No, the question is whether Jews and Gentiles alike are justified by law-keeping. A very different question indeed.
“What is ‘Justification’?
To see what justification is like, we can look to the end of Galatians…how, that is, “through faith, by the Spirit, we wait for the hope of righteousness” (Gal. 5:5). That we are waiting for righteousness is important. It is Protestant scholars like E. P. Sanders and N. T. Wright who have for over twenty years been pointing out that St. Paul does not mean by the justification of human beings “how human beings come into a living and saving relationship with the living and saving God…’”
This assertion calls for a fair number of comments:
i) You’d never know from Deavel that the new perspective on Paul is hotly contested. Just consider a few of the following titles which have been published in opposition to the new perspective:
Carson, D.A., O'Brien, P., and Seifrid, M., eds. Justification and Variegated Nomism: The Complexities of Second Temple Judaism (Baker 2001).
Carson, D.A., O'Brien, P., and Seifrid, M., eds. Justification and Variegated Nomism: The Paradoxes of Paul (Baker Book 2004).
Elliott, M. The Survivors of Israel:: A Reconsideration of the Theology of Pre-Christian Judaism (Eerdmans 2000).
Gathercole, S. Where Is Boasting? Early Jewish Soteriology and Paul's Response in Romans 1-5 (Eerdmans 2002)
Kim, S. Paul and the New Perspective: Second Thoughts on the Origin of Paul's Gospel (Eerdmans 2001).
Schreiner, T. The Law & Its Fulfillment: A Pauline Theology of Law (Baker 1993).
Seifrid, M. Christ Our Righteousness: Paul's Theology of Justification (Apollos 2000).
Stuhlmacher, P. & Hagner, D. Revisiting Paul's Doctrine of Justification: A Challenge to the New Perspective (IVP 2002).
Westerholm, S. Perspectives Old and New on Paul (Eerdmans 2003).
To appeal to the new perspective as though this were representative of a critical consensus, when it is, in fact, the subject of raging debate, is ignorant at best and deceptive at worst.
ii) Let us consider an alternative reading by the doyen of NT scholars, beginning with Gal 5:4:
To seek it [justification] through faith in Christ was to seek it on the ground of God’s grace; to seek it through legal works was to seek it on the ground of their own merit…Paul has already made it clear (3:10) that those who seek justification through legal works do not attain it (cf. Rom 11:7), but rather incur the curse of the law; what he emphasizes here is the incompatibility of faith and works, of divine grace and human merit, where justification of the sinner before God is in question.
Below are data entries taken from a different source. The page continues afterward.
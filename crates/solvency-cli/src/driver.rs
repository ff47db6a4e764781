// Copyright (c) 2025 Felix Kahle.
//
// Permission is hereby granted, free of charge, to any person obtaining
// a copy of this software and associated documentation files (the
// "Software"), to deal in the Software without restriction, including
// without limitation the rights to use, copy, modify, merge, publish,
// distribute, sublicense, and/or sell copies of the Software, and to
// permit persons to whom the Software is furnished to do so, subject to
// the following conditions:
//
// The above copyright notice and this permission notice shall be
// included in all copies or substantial portions of the Software.
//
// THE SOFTWARE IS PROVIDED "AS IS", WITHOUT WARRANTY OF ANY KIND,
// EXPRESS OR IMPLIED, INCLUDING BUT NOT LIMITED TO THE WARRANTIES OF
// MERCHANTABILITY, FITNESS FOR A PARTICULAR PURPOSE AND
// NONINFRINGEMENT. IN NO EVENT SHALL THE AUTHORS OR COPYRIGHT HOLDERS BE
// LIABLE FOR ANY CLAIM, DAMAGES OR OTHER LIABILITY, WHETHER IN AN ACTION
// OF CONTRACT, TORT OR OTHERWISE, ARISING FROM, OUT OF OR IN CONNECTION
// WITH THE SOFTWARE OR THE USE OR OTHER DEALINGS IN THE SOFTWARE.

//! The run loop behind the `solvency` binary.
//!
//! Each run generates a fresh snapshot from a single seeded generator, checks
//! it and prints the verdict. In debug mode the snapshot and scan statistics
//! are printed as well, and the per-step trace and timing monitors are
//! attached to the checker; those write to stdout directly.

use crate::args::SolvencyArgs;
use solvency_check::{
    checker::SafetyChecker,
    monitor::{composite::CompositeSafetyMonitor, log::LogMonitor, time::TimingMonitor},
};
use solvency_model::error::InvalidStateError;
use solvency_scenario::{config::ScenarioConfig, generator::ScenarioGenerator};
use std::{fmt::Display, io::Write};

/// Failures that abort the driver.
#[derive(Debug)]
pub enum DriverError {
    /// A generated snapshot was rejected.
    InvalidState(InvalidStateError<i64>),
    /// Writing the report failed.
    Io(std::io::Error),
}

impl Display for DriverError {
    fn fmt(&self, f: &mut std::fmt::Formatter<'_>) -> std::fmt::Result {
        match self {
            Self::InvalidState(e) => write!(f, "Invalid state: {}", e),
            Self::Io(e) => write!(f, "I/O error: {e}"),
        }
    }
}

impl std::error::Error for DriverError {
    fn source(&self) -> Option<&(dyn std::error::Error + 'static)> {
        match self {
            Self::InvalidState(e) => Some(e),
            Self::Io(e) => Some(e),
        }
    }
}

impl From<InvalidStateError<i64>> for DriverError {
    fn from(e: InvalidStateError<i64>) -> Self {
        Self::InvalidState(e)
    }
}

impl From<std::io::Error> for DriverError {
    fn from(e: std::io::Error) -> Self {
        Self::Io(e)
    }
}

/// Runs `args.runs` checks on snapshots generated from `seed` and writes
/// the report to `out`.
pub fn run<W>(args: &SolvencyArgs, seed: u64, out: &mut W) -> Result<(), DriverError>
where
    W: Write,
{
    let config = ScenarioConfig::default();
    let mut generator = ScenarioGenerator::from_seed(config, seed);
    let mut checker = SafetyChecker::preallocated(config.num_resources(), config.num_processes());

    for run in 0..args.runs {
        let state = generator.generate()?;

        writeln!(out, "Run {}", run)?;
        writeln!(out, "-----")?;
        if args.debug {
            writeln!(out, "{}", state)?;
        }

        let outcome = if args.debug {
            let mut monitor = CompositeSafetyMonitor::with_capacity(2);
            monitor.add_monitor(LogMonitor::new());
            monitor.add_monitor(TimingMonitor::new(format!("safety check run {}", run)));
            checker.evaluate_with_monitor(&state, monitor)
        } else {
            checker.evaluate(&state)
        };

        match outcome.sequence() {
            Some(sequence) => {
                writeln!(out, "Safe sequence found!")?;
                writeln!(out, "Safe sequence: {}", sequence)?;
            }
            None => writeln!(out, "Safe sequence NOT found! :(")?,
        }
        if args.debug {
            write!(out, "{}", outcome.statistics())?;
        }
        writeln!(out)?;
    }

    out.flush()?;
    Ok(())
}
// Copyright (c) 2025 Felix Kahle.
//
// Permission is hereby granted, free of charge, to any person obtaining
// a copy of this software and associated documentation files (the
// "Software"), to deal in the Software without restriction, including
// without limitation the rights to use, copy, modify, merge, publish,
// distribute, sublicense, and/or sell copies of the Software, and to
// permit persons to whom the Software is furnished to do so, subject to
// the following conditions:
//
// The above copyright notice and this permission notice shall be
// included in all copies or substantial portions of the Software.
//
// THE SOFTWARE IS PROVIDED "AS IS", WITHOUT WARRANTY OF ANY KIND,
// EXPRESS OR IMPLIED, INCLUDING BUT NOT LIMITED TO THE WARRANTIES OF
// MERCHANTABILITY, FITNESS FOR A PARTICULAR PURPOSE AND
// NONINFRINGEMENT. IN NO EVENT SHALL THE AUTHORS OR COPYRIGHT HOLDERS BE
// LIABLE FOR ANY CLAIM, DAMAGES OR OTHER LIABILITY, WHETHER IN AN ACTION
// OF CONTRACT, TORT OR OTHERWISE, ARISING FROM, OUT OF OR IN CONNECTION
// WITH THE SOFTWARE OR THE USE OR OTHER DEALINGS IN THE SOFTWARE.

//! Resource allocation snapshots.
//!
//! `ResourceState` holds one consistent snapshot of a system with `R`
//! resource types and `P` processes:
//! - `available[r]`: units of resource `r` not held by any process.
//! - `assigned[p * R + r]`: units of resource `r` held by process `p`.
//! - `need[p * R + r]`: units of resource `r` process `p` may still request.
//!
//! The matrices are stored flattened in row-major order so a process row is a
//! contiguous slice, which is what the safety scan reads on every visit.
//!
//! A snapshot is immutable once built and every entry is non-negative. It can
//! be obtained from row matrices (`from_need`, `from_total_demand`) or
//! assembled cell by cell with `ResourceStateBuilder`. Both paths fail with
//! `InvalidStateError` instead of producing a state the checker could
//! misinterpret.

use crate::{
    error::{DimensionMismatch, InvalidStateError, Matrix},
    index::{ProcessIndex, ResourceIndex},
};
use num_traits::{PrimInt, Signed};

#[inline(always)]
fn flatten_index(num_resources: usize, process: ProcessIndex, resource: ResourceIndex) -> usize {
    process.get() * num_resources + resource.get()
}

/// Flattens a row matrix, checking that it has `num_rows` rows of
/// `num_columns` entries each.
fn flatten_rows<T>(
    matrix: Matrix,
    rows: Vec<Vec<T>>,
    num_rows: usize,
    num_columns: usize,
) -> Result<Vec<T>, DimensionMismatch> {
    if rows.len() != num_rows {
        return Err(DimensionMismatch {
            matrix,
            row: None,
            expected: num_rows,
            actual: rows.len(),
        });
    }

    let mut flat = Vec::with_capacity(num_rows * num_columns);
    for (p, row) in rows.into_iter().enumerate() {
        if row.len() != num_columns {
            return Err(DimensionMismatch {
                matrix,
                row: Some(ProcessIndex::new(p)),
                expected: num_columns,
                actual: row.len(),
            });
        }
        flat.extend(row);
    }
    Ok(flat)
}

/// An immutable, validated snapshot of resource availability and per-process
/// holdings and needs.
///
/// Invariants (established at construction):
/// - `available.len() == num_resources()`
/// - `assigned.len() == need.len() == num_processes() * num_resources()`
/// - every entry of `available`, `assigned` and `need` is `>= 0`
#[derive(Clone, Debug, PartialEq, Eq)]
pub struct ResourceState<T> {
    available: Vec<T>, // len = num_resources
    assigned: Vec<T>,  // len = num_processes * num_resources
    need: Vec<T>,      // len = num_processes * num_resources
    num_processes: usize,
}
Here [5:5] is such a reference, however; by contrast with the vain hope of righteousness by legal works, he says, we who believe in Christ are enabled by the Spirit, through faith, to wait confidently for the hope of righteousness. The law holds out no such sure hope as this. The ‘hope of righteousness’ is the hope of a favourable verdict in the last judgment (Rom 2:5-16). For those who believe in Christ such a verdict is assured in advance by the present experience of justification by faith…In their case the eschatological verdict of ‘not guilty’ is already realized.
F. F. Bruce, The Epistle to the Galatians (Erdmans 1988), 231-232.
Far from supporting the Catholic position, Deavel’s prooftext undercuts it root and branch. And that is precisely why, according to Trent, a Catholic is not entitled to the assurance of salvation.
Deavel continues to cite Wright as saying that justification was not “so much about soteriology as about ecclesiology.”
Suppose, for the sake of argument, that we concede this claim. In Paul’s doctrine of the church, can you drive a wedge between who is saved and who belongs to the church? Remember, we’re not talking, here, about membership in a modern denomination, but Paul’s doctrine of the universal church, a la. Ephesians.